Stored data entries:
◆ ◆ ◆

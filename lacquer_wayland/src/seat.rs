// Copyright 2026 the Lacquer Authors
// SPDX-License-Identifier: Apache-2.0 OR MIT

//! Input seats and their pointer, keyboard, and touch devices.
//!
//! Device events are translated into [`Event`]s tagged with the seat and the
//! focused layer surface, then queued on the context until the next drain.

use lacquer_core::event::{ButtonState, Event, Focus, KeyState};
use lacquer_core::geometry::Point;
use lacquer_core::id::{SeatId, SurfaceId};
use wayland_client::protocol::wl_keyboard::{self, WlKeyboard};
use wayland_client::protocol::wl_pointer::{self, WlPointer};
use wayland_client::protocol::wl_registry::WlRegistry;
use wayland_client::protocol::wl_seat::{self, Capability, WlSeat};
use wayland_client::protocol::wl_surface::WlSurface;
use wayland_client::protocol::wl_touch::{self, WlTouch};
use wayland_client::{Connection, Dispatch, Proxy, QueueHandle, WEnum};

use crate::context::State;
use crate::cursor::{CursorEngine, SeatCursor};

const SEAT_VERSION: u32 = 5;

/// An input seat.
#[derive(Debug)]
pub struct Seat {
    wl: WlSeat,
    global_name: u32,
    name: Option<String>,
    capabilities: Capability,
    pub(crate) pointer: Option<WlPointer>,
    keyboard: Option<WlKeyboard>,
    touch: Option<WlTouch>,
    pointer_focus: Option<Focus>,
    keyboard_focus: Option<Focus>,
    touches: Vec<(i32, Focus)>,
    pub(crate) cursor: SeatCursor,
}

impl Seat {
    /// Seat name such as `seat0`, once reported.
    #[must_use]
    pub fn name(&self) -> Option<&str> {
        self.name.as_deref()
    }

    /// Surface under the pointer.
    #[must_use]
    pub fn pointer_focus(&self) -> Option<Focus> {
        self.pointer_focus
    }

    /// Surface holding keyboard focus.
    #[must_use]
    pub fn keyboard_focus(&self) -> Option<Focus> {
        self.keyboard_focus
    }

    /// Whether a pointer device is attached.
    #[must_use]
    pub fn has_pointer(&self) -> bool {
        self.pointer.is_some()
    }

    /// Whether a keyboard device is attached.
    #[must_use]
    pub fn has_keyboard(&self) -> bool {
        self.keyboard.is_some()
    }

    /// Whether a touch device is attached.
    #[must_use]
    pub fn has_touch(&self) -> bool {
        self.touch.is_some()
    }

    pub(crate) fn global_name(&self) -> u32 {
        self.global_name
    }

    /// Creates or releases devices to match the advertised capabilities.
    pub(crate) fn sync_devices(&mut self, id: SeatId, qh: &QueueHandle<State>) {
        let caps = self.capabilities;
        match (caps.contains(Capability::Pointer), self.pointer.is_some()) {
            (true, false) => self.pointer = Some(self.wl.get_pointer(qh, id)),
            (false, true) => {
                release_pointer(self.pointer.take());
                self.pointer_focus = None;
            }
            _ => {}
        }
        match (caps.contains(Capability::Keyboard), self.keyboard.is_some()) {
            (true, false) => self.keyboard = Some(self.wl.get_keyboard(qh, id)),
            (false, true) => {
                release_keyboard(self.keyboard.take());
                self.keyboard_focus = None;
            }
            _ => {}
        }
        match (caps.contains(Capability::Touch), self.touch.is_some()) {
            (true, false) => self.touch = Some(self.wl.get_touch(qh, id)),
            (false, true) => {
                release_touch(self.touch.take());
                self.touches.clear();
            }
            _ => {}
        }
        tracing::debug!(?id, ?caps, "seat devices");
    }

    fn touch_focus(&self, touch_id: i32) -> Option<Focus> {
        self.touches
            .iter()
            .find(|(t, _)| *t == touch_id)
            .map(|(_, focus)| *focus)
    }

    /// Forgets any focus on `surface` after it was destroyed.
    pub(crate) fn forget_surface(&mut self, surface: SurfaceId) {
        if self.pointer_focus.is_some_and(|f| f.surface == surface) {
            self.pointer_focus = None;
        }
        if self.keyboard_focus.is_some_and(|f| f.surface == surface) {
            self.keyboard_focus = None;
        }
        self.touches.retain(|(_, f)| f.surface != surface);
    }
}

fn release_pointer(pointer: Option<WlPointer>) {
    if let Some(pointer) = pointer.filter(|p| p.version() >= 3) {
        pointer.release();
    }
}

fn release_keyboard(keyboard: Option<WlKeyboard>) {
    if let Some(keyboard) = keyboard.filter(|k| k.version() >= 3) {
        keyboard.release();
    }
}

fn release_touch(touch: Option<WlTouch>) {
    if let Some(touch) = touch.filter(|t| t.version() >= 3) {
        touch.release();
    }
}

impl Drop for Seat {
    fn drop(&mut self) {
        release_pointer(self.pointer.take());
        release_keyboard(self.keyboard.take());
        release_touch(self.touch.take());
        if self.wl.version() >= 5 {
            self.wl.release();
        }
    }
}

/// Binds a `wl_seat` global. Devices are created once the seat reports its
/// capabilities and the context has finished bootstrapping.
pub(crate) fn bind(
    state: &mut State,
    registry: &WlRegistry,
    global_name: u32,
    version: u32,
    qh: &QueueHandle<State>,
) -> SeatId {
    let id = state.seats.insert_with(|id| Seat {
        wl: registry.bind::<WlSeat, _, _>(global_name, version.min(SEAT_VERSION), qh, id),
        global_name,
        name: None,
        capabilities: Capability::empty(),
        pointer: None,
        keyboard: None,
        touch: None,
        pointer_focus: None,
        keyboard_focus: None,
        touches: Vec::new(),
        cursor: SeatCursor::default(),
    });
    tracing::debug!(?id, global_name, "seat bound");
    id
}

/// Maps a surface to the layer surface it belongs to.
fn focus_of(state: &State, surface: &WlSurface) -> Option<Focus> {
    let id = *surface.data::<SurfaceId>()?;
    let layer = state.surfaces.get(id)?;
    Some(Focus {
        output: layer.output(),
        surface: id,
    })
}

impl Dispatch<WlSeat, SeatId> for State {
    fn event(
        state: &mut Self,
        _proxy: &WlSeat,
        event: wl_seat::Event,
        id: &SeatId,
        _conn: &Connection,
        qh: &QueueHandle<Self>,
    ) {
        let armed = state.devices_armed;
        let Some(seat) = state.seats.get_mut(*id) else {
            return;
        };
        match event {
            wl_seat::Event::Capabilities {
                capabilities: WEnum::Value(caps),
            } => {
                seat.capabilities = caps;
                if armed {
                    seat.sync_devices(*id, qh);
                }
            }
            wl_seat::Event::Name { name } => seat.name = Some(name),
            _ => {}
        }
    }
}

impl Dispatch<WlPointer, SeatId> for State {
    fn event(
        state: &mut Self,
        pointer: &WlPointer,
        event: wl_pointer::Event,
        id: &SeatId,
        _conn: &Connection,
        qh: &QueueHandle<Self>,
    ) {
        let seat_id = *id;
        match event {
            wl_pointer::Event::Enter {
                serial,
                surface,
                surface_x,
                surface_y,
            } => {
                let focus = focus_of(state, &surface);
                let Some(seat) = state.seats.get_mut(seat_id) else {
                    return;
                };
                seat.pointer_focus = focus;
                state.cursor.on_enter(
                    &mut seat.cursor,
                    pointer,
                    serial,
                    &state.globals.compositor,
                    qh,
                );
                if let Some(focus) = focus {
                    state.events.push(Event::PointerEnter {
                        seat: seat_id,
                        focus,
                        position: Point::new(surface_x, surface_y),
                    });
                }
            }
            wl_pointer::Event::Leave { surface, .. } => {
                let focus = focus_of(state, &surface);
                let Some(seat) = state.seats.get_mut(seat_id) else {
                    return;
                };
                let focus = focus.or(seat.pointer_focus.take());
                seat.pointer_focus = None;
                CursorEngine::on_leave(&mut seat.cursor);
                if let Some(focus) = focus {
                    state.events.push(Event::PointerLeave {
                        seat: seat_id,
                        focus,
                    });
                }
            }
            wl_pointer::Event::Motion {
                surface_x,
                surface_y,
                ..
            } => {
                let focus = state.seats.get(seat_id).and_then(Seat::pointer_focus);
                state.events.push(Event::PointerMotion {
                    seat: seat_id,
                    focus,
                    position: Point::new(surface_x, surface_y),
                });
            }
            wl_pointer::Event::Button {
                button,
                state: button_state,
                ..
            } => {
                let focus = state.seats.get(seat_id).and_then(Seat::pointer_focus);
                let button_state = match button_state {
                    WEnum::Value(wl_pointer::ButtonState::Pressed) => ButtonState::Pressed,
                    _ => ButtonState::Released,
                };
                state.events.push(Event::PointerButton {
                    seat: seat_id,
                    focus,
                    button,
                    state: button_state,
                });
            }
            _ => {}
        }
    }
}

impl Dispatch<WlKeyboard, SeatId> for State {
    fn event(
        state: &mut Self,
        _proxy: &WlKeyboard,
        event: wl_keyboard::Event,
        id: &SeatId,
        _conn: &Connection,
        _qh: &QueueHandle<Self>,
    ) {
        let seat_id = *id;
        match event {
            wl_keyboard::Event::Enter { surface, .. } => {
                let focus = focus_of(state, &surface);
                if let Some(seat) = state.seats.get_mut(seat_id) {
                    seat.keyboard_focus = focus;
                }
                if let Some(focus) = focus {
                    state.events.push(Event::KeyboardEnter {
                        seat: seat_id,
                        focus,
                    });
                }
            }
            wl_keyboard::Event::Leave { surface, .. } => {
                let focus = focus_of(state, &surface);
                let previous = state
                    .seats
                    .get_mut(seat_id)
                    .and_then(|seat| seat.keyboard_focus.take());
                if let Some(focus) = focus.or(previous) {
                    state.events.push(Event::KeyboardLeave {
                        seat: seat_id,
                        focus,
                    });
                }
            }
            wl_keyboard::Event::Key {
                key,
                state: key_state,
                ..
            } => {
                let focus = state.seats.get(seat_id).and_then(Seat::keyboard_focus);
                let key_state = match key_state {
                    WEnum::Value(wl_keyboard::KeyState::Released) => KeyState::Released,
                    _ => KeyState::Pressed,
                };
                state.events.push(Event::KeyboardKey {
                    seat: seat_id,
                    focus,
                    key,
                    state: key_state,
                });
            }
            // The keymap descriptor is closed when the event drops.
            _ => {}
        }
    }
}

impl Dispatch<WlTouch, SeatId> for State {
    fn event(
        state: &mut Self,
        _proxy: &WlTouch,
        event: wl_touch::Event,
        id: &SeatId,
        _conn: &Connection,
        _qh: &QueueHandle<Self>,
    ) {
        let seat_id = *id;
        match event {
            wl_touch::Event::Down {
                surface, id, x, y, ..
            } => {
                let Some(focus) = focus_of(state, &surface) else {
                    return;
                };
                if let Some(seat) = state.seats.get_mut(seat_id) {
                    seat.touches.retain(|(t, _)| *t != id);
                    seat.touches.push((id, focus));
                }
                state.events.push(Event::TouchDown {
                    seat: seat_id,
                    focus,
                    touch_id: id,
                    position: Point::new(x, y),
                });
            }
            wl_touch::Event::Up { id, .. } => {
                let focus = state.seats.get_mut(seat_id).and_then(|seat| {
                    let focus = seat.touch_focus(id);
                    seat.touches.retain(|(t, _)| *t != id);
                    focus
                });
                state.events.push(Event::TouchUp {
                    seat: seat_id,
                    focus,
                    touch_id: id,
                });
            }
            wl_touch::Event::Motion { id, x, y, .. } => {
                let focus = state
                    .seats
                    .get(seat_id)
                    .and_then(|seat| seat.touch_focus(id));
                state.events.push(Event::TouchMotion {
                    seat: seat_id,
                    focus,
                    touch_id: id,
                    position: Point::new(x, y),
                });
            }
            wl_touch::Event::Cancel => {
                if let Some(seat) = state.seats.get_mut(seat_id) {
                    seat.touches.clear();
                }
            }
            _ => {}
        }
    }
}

◆ ◆ ◆

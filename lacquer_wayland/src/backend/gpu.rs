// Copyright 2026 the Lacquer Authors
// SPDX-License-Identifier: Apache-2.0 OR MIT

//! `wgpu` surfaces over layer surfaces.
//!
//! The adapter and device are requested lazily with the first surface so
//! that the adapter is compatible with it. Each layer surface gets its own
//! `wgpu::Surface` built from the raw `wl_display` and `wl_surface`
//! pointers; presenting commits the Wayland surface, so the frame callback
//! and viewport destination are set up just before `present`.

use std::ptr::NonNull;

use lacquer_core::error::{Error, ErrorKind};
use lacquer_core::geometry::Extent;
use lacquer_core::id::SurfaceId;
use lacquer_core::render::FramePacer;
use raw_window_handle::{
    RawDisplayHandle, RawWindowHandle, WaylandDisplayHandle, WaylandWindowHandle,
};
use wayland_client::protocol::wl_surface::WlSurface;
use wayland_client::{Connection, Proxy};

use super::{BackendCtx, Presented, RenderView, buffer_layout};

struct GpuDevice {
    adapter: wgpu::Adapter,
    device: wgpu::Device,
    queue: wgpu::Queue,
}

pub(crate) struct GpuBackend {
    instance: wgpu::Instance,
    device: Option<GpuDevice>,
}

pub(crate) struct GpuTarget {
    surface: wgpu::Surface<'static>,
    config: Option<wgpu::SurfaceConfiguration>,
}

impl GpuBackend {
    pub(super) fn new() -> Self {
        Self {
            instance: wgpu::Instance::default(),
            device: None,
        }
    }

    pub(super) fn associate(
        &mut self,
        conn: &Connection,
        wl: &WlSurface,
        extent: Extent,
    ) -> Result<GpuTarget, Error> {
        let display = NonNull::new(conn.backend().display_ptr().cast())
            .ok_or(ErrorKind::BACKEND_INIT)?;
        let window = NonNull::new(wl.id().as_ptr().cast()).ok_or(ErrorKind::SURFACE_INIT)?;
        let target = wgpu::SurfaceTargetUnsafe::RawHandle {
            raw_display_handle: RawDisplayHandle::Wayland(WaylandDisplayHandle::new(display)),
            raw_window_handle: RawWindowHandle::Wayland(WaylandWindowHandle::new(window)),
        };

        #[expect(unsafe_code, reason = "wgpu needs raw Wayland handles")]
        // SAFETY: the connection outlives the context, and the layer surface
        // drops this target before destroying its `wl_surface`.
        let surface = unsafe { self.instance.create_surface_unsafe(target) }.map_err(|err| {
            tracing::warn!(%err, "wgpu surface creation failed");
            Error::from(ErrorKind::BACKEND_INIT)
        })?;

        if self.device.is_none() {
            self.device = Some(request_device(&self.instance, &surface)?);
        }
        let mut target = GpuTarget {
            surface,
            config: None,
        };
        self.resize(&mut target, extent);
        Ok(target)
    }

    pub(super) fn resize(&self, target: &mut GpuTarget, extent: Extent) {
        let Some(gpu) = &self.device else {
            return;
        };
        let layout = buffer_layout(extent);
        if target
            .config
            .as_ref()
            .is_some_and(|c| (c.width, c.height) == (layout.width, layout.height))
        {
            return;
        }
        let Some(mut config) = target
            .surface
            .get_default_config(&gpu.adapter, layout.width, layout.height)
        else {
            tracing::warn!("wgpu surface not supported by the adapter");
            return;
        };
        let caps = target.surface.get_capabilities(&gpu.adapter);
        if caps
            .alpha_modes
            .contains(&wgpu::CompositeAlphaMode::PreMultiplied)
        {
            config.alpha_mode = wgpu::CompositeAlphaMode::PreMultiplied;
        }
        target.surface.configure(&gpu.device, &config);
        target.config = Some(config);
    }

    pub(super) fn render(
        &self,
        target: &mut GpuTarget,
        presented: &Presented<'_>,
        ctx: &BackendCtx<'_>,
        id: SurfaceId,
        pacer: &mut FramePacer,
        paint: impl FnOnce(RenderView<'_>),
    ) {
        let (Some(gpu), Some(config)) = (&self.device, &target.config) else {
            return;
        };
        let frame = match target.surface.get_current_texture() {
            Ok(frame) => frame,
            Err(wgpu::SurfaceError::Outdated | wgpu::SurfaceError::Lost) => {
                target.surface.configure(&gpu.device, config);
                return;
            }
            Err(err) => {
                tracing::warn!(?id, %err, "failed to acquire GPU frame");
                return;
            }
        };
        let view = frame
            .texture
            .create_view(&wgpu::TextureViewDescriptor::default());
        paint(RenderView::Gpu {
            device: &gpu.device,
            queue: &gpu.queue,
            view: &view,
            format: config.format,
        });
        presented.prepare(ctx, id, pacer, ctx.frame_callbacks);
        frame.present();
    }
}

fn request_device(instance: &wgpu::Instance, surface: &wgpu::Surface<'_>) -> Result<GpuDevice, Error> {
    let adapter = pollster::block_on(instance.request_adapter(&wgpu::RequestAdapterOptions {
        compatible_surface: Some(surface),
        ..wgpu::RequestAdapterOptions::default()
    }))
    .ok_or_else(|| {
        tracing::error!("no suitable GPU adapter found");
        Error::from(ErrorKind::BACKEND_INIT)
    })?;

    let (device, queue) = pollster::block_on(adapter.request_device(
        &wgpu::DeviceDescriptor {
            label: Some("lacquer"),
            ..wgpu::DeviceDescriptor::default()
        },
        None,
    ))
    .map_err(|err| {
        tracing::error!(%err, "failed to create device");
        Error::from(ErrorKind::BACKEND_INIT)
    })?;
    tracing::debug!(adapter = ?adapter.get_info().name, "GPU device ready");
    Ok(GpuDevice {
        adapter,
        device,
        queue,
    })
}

◆ ◆ ◆

## Problem details
The required output is the stretch of entries above from the line containing "c.height) == (layout.width, layout.height))" through the line containing "let frame = match", reproduced exactly.

## Response to this task
            .is_some_and(|c| (c.width, c.height) == (layout.width, layout.height))
        {
            return;
        }
        let Some(mut config) = target
            .surface
            .get_default_config(&gpu.adapter, layout.width, layout.height)
        else {
            tracing::warn!("wgpu surface not supported by the adapter");
            return;
        };
        let caps = target.surface.get_capabilities(&gpu.adapter);
        if caps
            .alpha_modes
            .contains(&wgpu::CompositeAlphaMode::PreMultiplied)
        {
            config.alpha_mode = wgpu::CompositeAlphaMode::PreMultiplied;
        }
        target.surface.configure(&gpu.device, &config);
        target.config = Some(config);
    }

    pub(super) fn render(
        &self,
        target: &mut GpuTarget,
        presented: &Presented<'_>,
        ctx: &BackendCtx<'_>,
        id: SurfaceId,
        pacer: &mut FramePacer,
        paint: impl FnOnce(RenderView<'_>),
    ) {
        let (Some(gpu), Some(config)) = (&self.device, &target.config) else {
            return;
        };
        let frame = match target.surface.get_current_texture() {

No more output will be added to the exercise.